▸ TASK OBJECTIVE:
Exactly the lines from the start of the data below through the line containing "pub const ROUND_PAYOUT: u64" must be returned, and no others.
--- DATA RECORDS Enclosed Below ---
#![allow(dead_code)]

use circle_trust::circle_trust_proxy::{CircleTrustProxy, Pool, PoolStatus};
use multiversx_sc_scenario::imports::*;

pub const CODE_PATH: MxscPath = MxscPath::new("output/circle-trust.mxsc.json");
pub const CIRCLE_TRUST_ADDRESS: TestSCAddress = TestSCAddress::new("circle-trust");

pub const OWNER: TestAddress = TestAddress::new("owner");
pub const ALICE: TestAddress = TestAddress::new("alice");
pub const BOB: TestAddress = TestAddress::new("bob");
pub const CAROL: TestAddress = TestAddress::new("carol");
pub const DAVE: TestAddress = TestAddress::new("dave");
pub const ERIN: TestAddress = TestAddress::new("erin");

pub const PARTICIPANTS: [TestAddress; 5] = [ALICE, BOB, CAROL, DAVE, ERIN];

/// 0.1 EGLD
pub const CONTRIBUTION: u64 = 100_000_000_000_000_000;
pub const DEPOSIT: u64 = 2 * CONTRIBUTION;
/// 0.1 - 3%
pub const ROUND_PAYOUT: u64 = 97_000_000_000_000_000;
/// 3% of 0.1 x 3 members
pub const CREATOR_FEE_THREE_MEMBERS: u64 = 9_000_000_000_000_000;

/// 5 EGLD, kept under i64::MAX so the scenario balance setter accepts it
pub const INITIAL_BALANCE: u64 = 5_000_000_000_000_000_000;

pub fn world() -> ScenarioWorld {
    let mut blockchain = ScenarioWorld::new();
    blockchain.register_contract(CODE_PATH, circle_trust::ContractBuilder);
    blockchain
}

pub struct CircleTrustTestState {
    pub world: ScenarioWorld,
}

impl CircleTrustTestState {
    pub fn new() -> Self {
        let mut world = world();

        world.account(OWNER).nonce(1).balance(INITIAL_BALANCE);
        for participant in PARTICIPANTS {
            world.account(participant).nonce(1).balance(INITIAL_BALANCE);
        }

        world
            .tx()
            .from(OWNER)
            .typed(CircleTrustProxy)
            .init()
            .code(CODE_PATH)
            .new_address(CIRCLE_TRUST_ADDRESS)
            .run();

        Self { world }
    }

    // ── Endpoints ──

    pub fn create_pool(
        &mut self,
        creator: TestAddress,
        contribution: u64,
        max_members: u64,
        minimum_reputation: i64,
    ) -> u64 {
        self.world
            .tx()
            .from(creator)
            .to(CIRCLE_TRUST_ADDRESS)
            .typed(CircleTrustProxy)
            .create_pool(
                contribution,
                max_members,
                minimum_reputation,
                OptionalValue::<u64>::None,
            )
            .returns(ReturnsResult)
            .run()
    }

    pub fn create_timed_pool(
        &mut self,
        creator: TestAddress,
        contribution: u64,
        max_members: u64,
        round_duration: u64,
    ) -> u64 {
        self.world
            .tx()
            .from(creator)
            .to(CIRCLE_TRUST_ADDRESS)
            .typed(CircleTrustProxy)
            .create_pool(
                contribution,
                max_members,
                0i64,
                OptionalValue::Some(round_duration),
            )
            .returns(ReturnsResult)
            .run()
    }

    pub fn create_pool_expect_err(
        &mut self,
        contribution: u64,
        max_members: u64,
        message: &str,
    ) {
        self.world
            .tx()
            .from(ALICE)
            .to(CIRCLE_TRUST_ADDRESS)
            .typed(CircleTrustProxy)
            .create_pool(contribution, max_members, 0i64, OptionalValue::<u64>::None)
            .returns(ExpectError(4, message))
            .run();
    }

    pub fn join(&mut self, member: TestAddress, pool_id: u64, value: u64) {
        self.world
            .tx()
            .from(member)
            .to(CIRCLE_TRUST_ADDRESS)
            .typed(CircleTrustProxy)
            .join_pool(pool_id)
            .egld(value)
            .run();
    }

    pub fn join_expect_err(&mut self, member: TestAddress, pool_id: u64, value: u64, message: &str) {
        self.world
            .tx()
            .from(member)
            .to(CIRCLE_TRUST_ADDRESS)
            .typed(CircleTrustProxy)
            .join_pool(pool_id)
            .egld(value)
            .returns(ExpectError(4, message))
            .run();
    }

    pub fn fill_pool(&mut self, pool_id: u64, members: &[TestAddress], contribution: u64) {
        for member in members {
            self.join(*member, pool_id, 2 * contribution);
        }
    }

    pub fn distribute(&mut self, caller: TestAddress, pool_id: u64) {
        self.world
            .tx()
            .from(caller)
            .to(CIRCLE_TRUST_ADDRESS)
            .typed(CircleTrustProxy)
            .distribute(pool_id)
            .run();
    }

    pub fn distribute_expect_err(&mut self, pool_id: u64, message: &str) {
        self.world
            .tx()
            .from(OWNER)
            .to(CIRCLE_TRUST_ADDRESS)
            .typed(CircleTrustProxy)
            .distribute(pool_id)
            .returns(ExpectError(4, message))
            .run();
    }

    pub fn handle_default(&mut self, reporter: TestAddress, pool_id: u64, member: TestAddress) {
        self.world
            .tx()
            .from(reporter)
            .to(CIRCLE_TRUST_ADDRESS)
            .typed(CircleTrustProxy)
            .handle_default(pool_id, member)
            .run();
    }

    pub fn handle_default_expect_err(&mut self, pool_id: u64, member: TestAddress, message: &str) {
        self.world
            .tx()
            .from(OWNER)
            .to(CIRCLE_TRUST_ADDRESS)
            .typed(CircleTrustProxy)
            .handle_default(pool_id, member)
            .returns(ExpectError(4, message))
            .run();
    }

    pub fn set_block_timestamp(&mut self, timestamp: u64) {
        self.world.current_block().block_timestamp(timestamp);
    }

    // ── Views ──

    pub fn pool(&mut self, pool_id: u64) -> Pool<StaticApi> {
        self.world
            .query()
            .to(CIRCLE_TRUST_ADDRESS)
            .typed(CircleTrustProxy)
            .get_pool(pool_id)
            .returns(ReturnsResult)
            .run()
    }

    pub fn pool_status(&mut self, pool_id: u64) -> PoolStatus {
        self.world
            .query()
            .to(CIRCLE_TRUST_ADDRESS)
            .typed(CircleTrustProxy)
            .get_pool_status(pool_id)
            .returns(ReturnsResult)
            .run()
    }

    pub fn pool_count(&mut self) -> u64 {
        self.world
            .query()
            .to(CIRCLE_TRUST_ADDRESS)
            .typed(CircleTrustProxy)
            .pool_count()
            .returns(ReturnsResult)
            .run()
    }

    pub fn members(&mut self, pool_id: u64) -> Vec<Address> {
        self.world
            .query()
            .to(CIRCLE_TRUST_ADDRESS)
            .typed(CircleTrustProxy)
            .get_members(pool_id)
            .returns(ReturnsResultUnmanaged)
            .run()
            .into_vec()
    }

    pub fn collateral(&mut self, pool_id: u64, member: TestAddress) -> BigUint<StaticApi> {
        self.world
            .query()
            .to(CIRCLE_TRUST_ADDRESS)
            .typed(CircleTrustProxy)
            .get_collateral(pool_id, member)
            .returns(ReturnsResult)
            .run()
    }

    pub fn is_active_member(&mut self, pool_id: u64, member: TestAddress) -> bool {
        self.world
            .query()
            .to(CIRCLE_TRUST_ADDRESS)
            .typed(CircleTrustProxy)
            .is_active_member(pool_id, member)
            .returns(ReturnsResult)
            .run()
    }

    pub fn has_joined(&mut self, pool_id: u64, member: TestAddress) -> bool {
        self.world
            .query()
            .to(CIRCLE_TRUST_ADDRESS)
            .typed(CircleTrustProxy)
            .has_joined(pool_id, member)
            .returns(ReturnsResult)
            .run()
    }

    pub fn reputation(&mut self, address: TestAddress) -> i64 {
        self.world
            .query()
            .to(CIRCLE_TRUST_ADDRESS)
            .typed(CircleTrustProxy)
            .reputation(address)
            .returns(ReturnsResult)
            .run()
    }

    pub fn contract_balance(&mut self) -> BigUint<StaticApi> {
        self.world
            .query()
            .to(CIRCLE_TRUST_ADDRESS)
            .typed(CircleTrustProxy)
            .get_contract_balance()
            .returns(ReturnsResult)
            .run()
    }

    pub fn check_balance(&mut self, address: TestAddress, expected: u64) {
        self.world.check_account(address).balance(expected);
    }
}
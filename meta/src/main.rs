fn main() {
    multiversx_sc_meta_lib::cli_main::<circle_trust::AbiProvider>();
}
--- End of Enclosed DATA RECORDS ---
▸ YOUR SOLUTION:
#![allow(dead_code)]

use circle_trust::circle_trust_proxy::{CircleTrustProxy, Pool, PoolStatus};
use multiversx_sc_scenario::imports::*;

pub const CODE_PATH: MxscPath = MxscPath::new("output/circle-trust.mxsc.json");
pub const CIRCLE_TRUST_ADDRESS: TestSCAddress = TestSCAddress::new("circle-trust");

pub const OWNER: TestAddress = TestAddress::new("owner");
pub const ALICE: TestAddress = TestAddress::new("alice");
pub const BOB: TestAddress = TestAddress::new("bob");
pub const CAROL: TestAddress = TestAddress::new("carol");
pub const DAVE: TestAddress = TestAddress::new("dave");
pub const ERIN: TestAddress = TestAddress::new("erin");

pub const PARTICIPANTS: [TestAddress; 5] = [ALICE, BOB, CAROL, DAVE, ERIN];

/// 0.1 EGLD
pub const CONTRIBUTION: u64 = 100_000_000_000_000_000;
pub const DEPOSIT: u64 = 2 * CONTRIBUTION;
/// 0.1 - 3%
pub const ROUND_PAYOUT: u64 = 97_000_000_000_000_000;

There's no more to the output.